Satellite constellations equipped with Inter-Satellite Links and onboard packet switching enable real-time Operation and Management across globally distributed satellites, but also broaden the attack surface and introduce unprecedented cybersecurity threats. Existing efforts mainly focus on cryptography for single-satellite point-to-point links, without considering constellation-level security. To address this gap, this article extends security research in two directions: from individual satellites to constellation-wide architectures, and from isolated cryptography to system-level security incorporating efficiency, resilience, and reliability. These extensions raise three key questions: how to design efficient security mechanisms for dynamic constellation topologies with adaptive onboard routing; how a constellation O&M system can recover resiliently under worst-case failures of onboard security functions; and how to improve the reliability of onboard security functions under stringent resource constraints. To address these challenges, we first construct a constellation-wide hybrid security framework that protects semantically sensitive content fields using End-to-End encryption, while safeguarding routing-related fields through Moving Target Defense. Next, we introduce a ciphered-mode and safe-mode management mechanism with an M-delayed fallback that balances recovery timeliness and exploitability. Finally, we propose security-aware routers that manage plaintext/ciphered modes and coordinate access to a shared pool of onboard cipher modules, enabling redundancy sharing across multiple endpoints and extending secure operation duration in ciphered mode. These solutions comply with existing standards defined by organizations including DVB and the CCSDS, while translating conceptual security principles into practical system-level mechanisms.

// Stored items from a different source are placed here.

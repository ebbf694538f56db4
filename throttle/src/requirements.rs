// Copyright (c) 2024 Botho Foundation

//! Per-functionality requirement lists and all-or-nothing multi-bucket draws.
//!
//! A [`RequirementManager`] does not own its throttles. It holds indices into
//! the throttle arena of a compiled throttle set and borrows the arena
//! mutably for each draw.

use crate::{
    functionality::Functionality,
    scale::ScaleFactor,
    throttle::ResourceThrottle,
    time::Timestamp,
};
use serde::{Deserialize, Serialize};

/// One throttle a functionality draws from, and the cost per logical unit.
#[derive(Debug, Clone, Copy, PartialEq, Eq, Hash)]
pub struct ThrottleRequirement {
    /// Index of the throttle in its compiled set
    pub throttle: usize,
    /// Milli-ops drawn per unit of the functionality
    pub milli_ops_per_unit: u64,
}

/// Identifies the throttle a recorded usage was drawn from.
#[derive(Debug, Clone, Copy, PartialEq, Eq, Hash, Serialize, Deserialize)]
pub enum ThrottleRef {
    /// TPS throttle at this index of the compiled set
    Tps(usize),
    /// The gas throttle
    Gas,
    /// The jumbo bytes throttle
    Bytes,
    /// The ops-duration throttle
    OpsDuration,
}

/// What a single decision drew from one throttle.
#[derive(Debug, Clone, Copy, PartialEq, Eq, Serialize, Deserialize)]
pub struct ThrottleUsage {
    /// Throttle drawn from
    pub throttle: ThrottleRef,
    /// Amount drawn, in the throttle's draw unit
    pub amount: u64,
    /// Generation of the compiled set the draw was made against
    pub generation: u64,
}

/// The ordered requirements of one functionality.
#[derive(Debug, Clone, PartialEq, Eq)]
pub struct RequirementManager {
    functionality: Functionality,
    requirements: Vec<ThrottleRequirement>,
    generation: u64,
}

impl RequirementManager {
    /// An empty manager for `functionality`.
    pub fn new(functionality: Functionality, generation: u64) -> Self {
        Self {
            functionality,
            requirements: Vec::new(),
            generation,
        }
    }

    /// Append a requirement.
    pub fn push(&mut self, requirement: ThrottleRequirement) {
        self.requirements.push(requirement);
    }

    /// The functionality these requirements belong to.
    pub fn functionality(&self) -> Functionality {
        self.functionality
    }

    /// The requirements, in draw order.
    pub fn requirements(&self) -> &[ThrottleRequirement] {
        &self.requirements
    }

    /// Draw one unit from every throttle.
    pub fn all_reqs_met(
        &self,
        throttles: &mut [ResourceThrottle],
        now: Timestamp,
        usages: Option<&mut Vec<ThrottleUsage>>,
    ) -> bool {
        self.all_reqs_met_at(throttles, now, 1, ScaleFactor::ONE_TO_ONE, usages)
    }

    /// Draw `quantity` units, scaled by `scale`, from every throttle.
    ///
    /// Either every draw succeeds, or none of them leaves a trace. On success
    /// one [`ThrottleUsage`] per draw is appended to `usages`.
    pub fn all_reqs_met_at(
        &self,
        throttles: &mut [ResourceThrottle],
        now: Timestamp,
        quantity: u64,
        scale: ScaleFactor,
        usages: Option<&mut Vec<ThrottleUsage>>,
    ) -> bool {
        let mut drawn: Vec<(usize, u64)> = Vec::with_capacity(self.requirements.len());
        for requirement in &self.requirements {
            let needed = scale.scaling(requirement.milli_ops_per_unit.saturating_mul(quantity));
            let granted = throttles
                .get_mut(requirement.throttle)
                .is_some_and(|throttle| throttle.allow(now, needed));
            if !granted {
                for (index, amount) in drawn {
                    if let Some(throttle) = throttles.get_mut(index) {
                        throttle.revoke(amount);
                    }
                }
                return false;
            }
            drawn.push((requirement.throttle, needed));
        }

        if let Some(usages) = usages {
            usages.extend(drawn.into_iter().map(|(index, amount)| ThrottleUsage {
                throttle: ThrottleRef::Tps(index),
                amount,
                generation: self.generation,
            }));
        }
        true
    }

    /// Give back the capacity previously claimed for `quantity` units.
    pub fn undo_claimed_reqs_for(&self, throttles: &mut [ResourceThrottle], quantity: u64) {
        for requirement in &self.requirements {
            if let Some(throttle) = throttles.get_mut(requirement.throttle) {
                throttle.leak_capacity(requirement.milli_ops_per_unit.saturating_mul(quantity));
            }
        }
    }

    /// The throttles these requirements draw from.
    pub fn managed_throttles<'a>(
        &self,
        throttles: &'a [ResourceThrottle],
    ) -> Vec<&'a ResourceThrottle> {
        self.requirements
            .iter()
            .filter_map(|requirement| throttles.get(requirement.throttle))
            .collect()
    }

    /// Effective rates, e.g. `min(10.00 tps (ThroughputLimits), 2.00 tps (CreationLimits))`.
    pub fn as_readable_requirements(&self, throttles: &[ResourceThrottle]) -> String {
        let parts = self
            .requirements
            .iter()
            .filter_map(|requirement| {
                let throttle = throttles.get(requirement.throttle)?;
                let tps = throttle.rate() as f64 / requirement.milli_ops_per_unit.max(1) as f64;
                Some(format!("{:.2} tps ({})", tps, throttle.name()))
            })
            .collect::<Vec<_>>();
        format!("min({})", parts.join(", "))
    }
}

翻译：配备星间链路与星载分组交换的卫星星座，虽能实现对全球分布卫星的实时运行与管理，但也扩大了攻击面并引入前所未有的网络安全威胁。现有研究主要聚焦于单卫星点对点链路的密码学机制，未考虑星座级安全。为填补该空白，本文从两个维度拓展安全研究：从单卫星架构扩展至星座级架构，从孤立密码学扩展至融合效率、韧性与可靠性的系统级安全。这些拓展引出三个关键问题：如何针对动态星座拓扑与自适应星载路由设计高效安全机制；星座运行管理系统如何在星载安全功能最坏故障下实现韧性恢复；如何在严苛资源约束下提升星载安全功能可靠性。针对这些挑战，本文首先构建星座级混合安全框架，通过端到端加密保护语义敏感载荷字段，同时采用移动目标防御保护路由相关字段。其次，引入密码模式与安全模式管理机制，并辅以M延迟回退策略，在恢复时效性与可利用性间取得平衡。最终提出安全感知路由器，该路由器管理明文/密码模式并协调星载密码模块共享池的访问，实现多端点冗余共享，延长密码模式下安全运行时长。上述解决方案符合DVB与CCSDS等组织定义的标准，将概念性安全原则转化为实用的系统级机制。